**Task statement**:
Copy each line of the records below that mentions the word "items".

○ ○ ○ ○ ○

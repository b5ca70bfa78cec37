//! Presigned asset upload.
//!
//! Uploading evidence images is a two-step flow: ask the backend for a
//! presigned PUT URL per asset name, then PUT the bytes straight to that URL
//! (no bearer token; the signature in the URL is the authorization).

use serde::{Deserialize, Serialize};
use url::Url;

use crate::errors::Result;

use super::Connection;

#[derive(Debug, Clone, Serialize)]
struct PresignedUrlRequest {
    #[serde(rename = "assetNames")]
    asset_names: Vec<String>,
    #[serde(rename = "type")]
    asset_type: String,
}

/// One asset name paired with the URL to PUT it to.
#[derive(Debug, Clone, Deserialize)]
pub struct PresignedAsset {
    /// Asset name as requested.
    pub name: String,
    /// Presigned PUT URL.
    pub url: String,
}

/// Requests presigned upload URLs for the given asset names.
pub async fn presigned_upload_urls(
    conn: &Connection,
    asset_names: Vec<String>,
    asset_type: &str,
) -> Result<Vec<PresignedAsset>> {
    conn.post(
        "digitalassets/presignedurl",
        &PresignedUrlRequest {
            asset_names,
            asset_type: asset_type.to_owned(),
        },
    )
    .await
}

/// Uploads one asset's bytes to its presigned URL.
pub async fn upload_asset(
    conn: &Connection,
    asset: &PresignedAsset,
    bytes: Vec<u8>,
    content_type: &str,
) -> Result<()> {
    let url = Url::parse(&asset.url)?;
    conn.put_bytes(url, bytes, content_type).await
}

#[cfg(test)]
mod tests {
    #![allow(clippy::unwrap_used)]
    use super::*;

    #[test]
    fn presign_request_uses_backend_key_names() {
        let body = serde_json::to_value(PresignedUrlRequest {
            asset_names: vec!["evidence-1.jpg".to_owned()],
            asset_type: "image/jpeg".to_owned(),
        })
        .unwrap();

        assert_eq!(body["assetNames"][0], "evidence-1.jpg");
        assert_eq!(body["type"], "image/jpeg");
    }

    #[test]
    fn presigned_assets_decode() {
        let assets: Vec<PresignedAsset> = serde_json::from_str(
            r#"[{"name": "evidence-1.jpg", "url": "https://bucket.example.com/evidence-1.jpg?sig=abc"}]"#,
        )
        .unwrap();

        assert_eq!(assets.len(), 1);
        assert_eq!(assets[0].name, "evidence-1.jpg");
    }
}
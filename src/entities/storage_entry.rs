//! Storage entry entity - Stores key-value pairs for on-device persistence.
//! This is the desktop analog of the mobile device's key-value storage: the
//! serialized cart snapshot lives under `"user_cart"` and the bearer token
//! under `"auth-token"`.

use sea_orm::entity::prelude::*;
use serde::{Deserialize, Serialize};

/// Storage database model - stores key-value pairs
#[derive(Clone, Debug, PartialEq, Eq, DeriveEntityModel, Serialize, Deserialize)]
#[sea_orm(table_name = "storage_entries")]
pub struct Model {
    /// Storage key (e.g., `"user_cart"`)
    #[sea_orm(primary_key, auto_increment = false)]
    pub key: String,
    /// Stored value, serialized as a string
    pub value: String,
    /// When this entry was last written
    pub updated_at: DateTime,
}

/// `StorageEntry` has no relationships with other entities
#[derive(Copy, Clone, Debug, EnumIter, DeriveRelation)]
pub enum Relation {}

impl ActiveModelBehavior for ActiveModel {}
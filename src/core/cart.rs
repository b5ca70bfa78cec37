//! Cart domain model.
//!
//! These types are the strict internal shape of everything the cart subsystem
//! handles: line items with their price fields and customization selections,
//! the product snapshot captured at add time, per-seller carts, and the
//! optimistic per-cart offer. Server payloads are converted into these types
//! at the network edge and persisted snapshots round-trip through them.

use serde::{Deserialize, Serialize};

/// A selectable modifier on a product (e.g. size, add-on) with its own price
/// delta. Belongs to a named custom group on the product.
#[derive(Debug, Clone, PartialEq, Serialize, Deserialize)]
pub struct Customization {
    /// Custom group this option belongs to.
    pub group_id: String,
    /// Selected option within the group.
    pub option_id: String,
    /// Display name of the option.
    pub name: String,
    /// Price delta for a single unit of this option.
    pub unit_price: f64,
    /// Extended price, `unit_price * order_qty`.
    pub total_price: f64,
    /// How many units of the option were ordered.
    pub order_qty: u32,
}

impl Customization {
    /// Creates a customization with its extended price computed from the
    /// unit price and quantity.
    #[must_use]
    pub fn new(
        group_id: impl Into<String>,
        option_id: impl Into<String>,
        name: impl Into<String>,
        unit_price: f64,
        order_qty: u32,
    ) -> Self {
        Self {
            group_id: group_id.into(),
            option_id: option_id.into(),
            name: name.into(),
            unit_price,
            total_price: unit_price * f64::from(order_qty),
            order_qty,
        }
    }
}

/// Denormalized copy of the product a line item refers to, captured when the
/// item is added so the cart can render without another product fetch.
#[derive(Debug, Clone, PartialEq, Serialize, Deserialize)]
pub struct ProductSnapshot {
    /// Product display name.
    pub name: String,
    /// Primary product image, if any.
    #[serde(default)]
    pub image_url: Option<String>,
    /// Base (undiscounted) unit price at add time.
    pub base_price: f64,
    /// Stock flag at add time.
    pub in_stock: bool,
    /// Whether the product supports customizations.
    pub customizable: bool,
    /// Ids of the customization groups linked to the product.
    #[serde(default)]
    pub custom_group_ids: Vec<String>,
}

/// One purchasable line in a cart.
#[derive(Debug, Clone, PartialEq, Serialize, Deserialize)]
pub struct CartItem {
    /// Opaque item id, assigned server-side.
    pub id: String,
    /// Product slug.
    pub slug: String,
    /// Catalog the product belongs to.
    pub catalog_id: String,
    /// Quantity; always positive inside the store (zero means removal).
    pub quantity: u32,
    /// Effective unit price.
    pub unit_price: f64,
    /// Pre-discount unit price ceiling.
    pub unit_max_price: f64,
    /// Extended line price including customizations.
    pub total_price: f64,
    /// Extended pre-discount line price including customizations.
    pub total_max_price: f64,
    /// Selected customizations, in selection order.
    #[serde(default)]
    pub customizations: Vec<Customization>,
    /// Product snapshot captured at add time.
    pub product: ProductSnapshot,
}

impl CartItem {
    /// Summed extended price of the selected customizations.
    #[must_use]
    pub fn customization_total(&self) -> f64 {
        self.customizations.iter().map(|c| c.total_price).sum()
    }

    /// Line total implied by the unit price, quantity, and customizations.
    #[must_use]
    pub fn expected_total(&self) -> f64 {
        self.unit_price * f64::from(self.quantity) + self.customization_total()
    }

    /// Pre-discount line total implied by the max unit price, quantity, and
    /// customizations.
    #[must_use]
    pub fn expected_max_total(&self) -> f64 {
        self.unit_max_price * f64::from(self.quantity) + self.customization_total()
    }

    /// Recomputes both extended totals from the unit prices and quantity.
    /// Called after any quantity change to keep the price invariants intact.
    pub fn reprice(&mut self) {
        self.total_price = self.expected_total();
        self.total_max_price = self.expected_max_total();
    }

    /// How much cheaper the line is than its pre-discount ceiling.
    #[must_use]
    pub fn savings(&self) -> f64 {
        (self.total_max_price - self.total_price).max(0.0)
    }
}

/// Reference to the seller a line was added from.
#[derive(Debug, Clone, PartialEq, Eq, Serialize, Deserialize)]
pub struct StoreRef {
    /// Seller/store id.
    pub id: String,
    /// Seller display name.
    pub name: String,
}

impl StoreRef {
    /// Placeholder used when the server omits store info on a cart; the
    /// caller supplies a fallback id (typically the server cart id).
    #[must_use]
    pub fn unknown(fallback_id: impl Into<String>) -> Self {
        Self {
            id: fallback_id.into(),
            name: "Unknown Store".to_owned(),
        }
    }
}

/// All items belonging to one seller within the user's session.
///
/// Carts with zero items are filtered out at every read/write boundary; an
/// empty `Cart` value only exists transiently.
#[derive(Debug, Clone, PartialEq, Serialize, Deserialize)]
pub struct Cart {
    /// Seller/store id this cart belongs to.
    pub store_id: String,
    /// Seller display name, snapshotted for rendering.
    pub store_name: String,
    /// Line items.
    pub items: Vec<CartItem>,
}

impl Cart {
    /// Whether the cart has no items.
    #[must_use]
    pub fn is_empty(&self) -> bool {
        self.items.is_empty()
    }

    /// Total quantity across all items.
    #[must_use]
    pub fn total_quantity(&self) -> u32 {
        self.items.iter().map(|i| i.quantity).sum()
    }
}

/// Offer optimistically applied to one cart.
///
/// At most one per cart; applying another replaces it. Validation is
/// server-side at checkout, so nothing here ties the offer to server state.
#[derive(Debug, Clone, PartialEq, Serialize, Deserialize)]
pub struct AppliedOffer {
    /// Offer id as the server knows it.
    pub offer_id: String,
    /// Discount amount the offer grants.
    pub discount: f64,
    /// Cart total after the discount, as quoted when the offer was applied.
    pub total: f64,
}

○ ○ ○ ○ ○

**Your response**:
//! handles: line items with their price fields and customization selections,
/// All items belonging to one seller within the user's session.
/// Carts with zero items are filtered out at every read/write boundary; an
    /// Line items.
    pub items: Vec<CartItem>,
    /// Whether the cart has no items.
        self.items.is_empty()
    /// Total quantity across all items.
        self.items.iter().map(|i| i.quantity).sum()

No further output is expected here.